◆ Records supplied:
Content starts
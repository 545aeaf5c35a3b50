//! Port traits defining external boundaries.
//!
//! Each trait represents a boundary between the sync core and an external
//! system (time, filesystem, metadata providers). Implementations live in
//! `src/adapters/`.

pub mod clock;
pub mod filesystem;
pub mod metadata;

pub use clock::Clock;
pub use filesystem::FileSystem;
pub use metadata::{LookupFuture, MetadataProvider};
Content ends
◆ Your assignment: Repeat the whole listing above, word for word.

◆ Solution for this problem:
repository 545aeaf5c35a3b50
//! Port traits defining external boundaries.
//!
//! Each trait represents a boundary between the sync core and an external
//! system (time, filesystem, metadata providers). Implementations live in
//! `src/adapters/`.

pub mod clock;
pub mod filesystem;
pub mod metadata;

pub use clock::Clock;
pub use filesystem::FileSystem;
pub use metadata::{LookupFuture, MetadataProvider};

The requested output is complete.